Which suggestion leads to the ending of speech?
Perhaps if Ven Nāgārjuna is guilty of any heresy, it is not suggesting that nirvana is samsara, but rather, suggesting that there is no nirvana. At which point I would recommend the twenty-fifth section of MMK, which contains the infamous so-oft-called “non-dual” phrase conflating nirvana and samsara:
[Between] nirvāna and this world [there is] not even a slight disparity
[Between] this world and nirvāṇa [there is] also not [even] slight disparity
[From] nirvāṇa’s true apex towards this world’s apex
like this there are two apices [and like this there is] not the smallest sliver of disparity [between them]
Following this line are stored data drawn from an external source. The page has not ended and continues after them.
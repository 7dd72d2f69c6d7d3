//! Catalog reconciliation layer
//!
//! Compares freshly enriched data against the existing catalog, classifies
//! each change as major or minor, and merges field-by-field under the
//! catalog's mutability policy.
//!
//! # Modules
//!
//! - [`change`]: multi-signal major-update detection
//! - [`merge`]: field-level catalog merging and the version log

pub mod change;
pub mod merge;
We can talk about how Nirvana is no different from Samsara, but I haven’t mentioned that yet.
Instead, I’ve focused on the experience of Nirvana itself as beyond existence and non-existence.
Because Nirvana is thus expressed in negative terms, there are many who
have got a wrong notion that it is negative, and expresses self-annihilation. Nirvana
is definitely no annihilation of self, because there is no self to annihilate. If at all, it is
the annihilation of the illusion, of the false idea of self. It is incorrect to say that
Nirvana is negative or positive. The idea of ‘negative’ and ‘positive’ are relative, and
are within the realm of duality. These terms cannot be applied to Nirvana, Absolute Truth, which is beyond duality and relativity…
So Nirvana, Mutti or
Vimutti, the Absolute Freedom, is freedom from all evil, freedom from craving,
hatred and ignorance, freedom from all terms of duality, relativity, time and space…
Nirvana is beyond all terms of duality and relativity. It is therefore beyond
our conceptions of good and evil, right and wrong, existence and non-existence. Chapter 4 - What The Buddha Taught
In the experience of final Nirvana, there is no sense of separation or distinction between Nirvana and oneself.
If you’d like to talk about how Nirvana is no different from Samsara, that’s also mentioned in What the Buddha Taught:
The realization of this Truth, i.e., to see things as they are without illusion or
ignorance is the extinction of craving ‘thirst’ and the cessation (Nirodha) of dukkha,
which is Nirvana. It is interesting and useful to remember here the Mahayana view
of Nirvana as not being different from Samsara. The same thing is Samsara or
Nirvana according to the way you look at it - subjectively or objectively. This
Mahayana view was probably developed out of the ideas found in the original
Theravada Pali texts, to which we have just referred in our brief discussion. Chapter 4 - What The Buddha Taught
That might be an extreme interpretation of Madhyamika. There is a very good reason why Nirvana exists rather than doesn’t exist:
‘O bhikkhus, there is the unborn, ungrown, and unconditioned. Were there not the unborn, ungrown, and unconditioned, there would be no escape for the born, grown, and conditioned. Since there is the unborn, ungrown, and unconditioned, so there is escape for the born, grown, and conditioned.’ The Third Noble Truth - Walpola Rahula: What the Buddha Taught
A “sattva” also exists. Only it also doesn’t. It depends on your perspective. It all depends on your perspective. Ven Nāgārjuna’s outlined perspective, on its own metrics, is informed by the cessation of body, speech, and mind. Which Madhyamaka is most conducive to those cessations?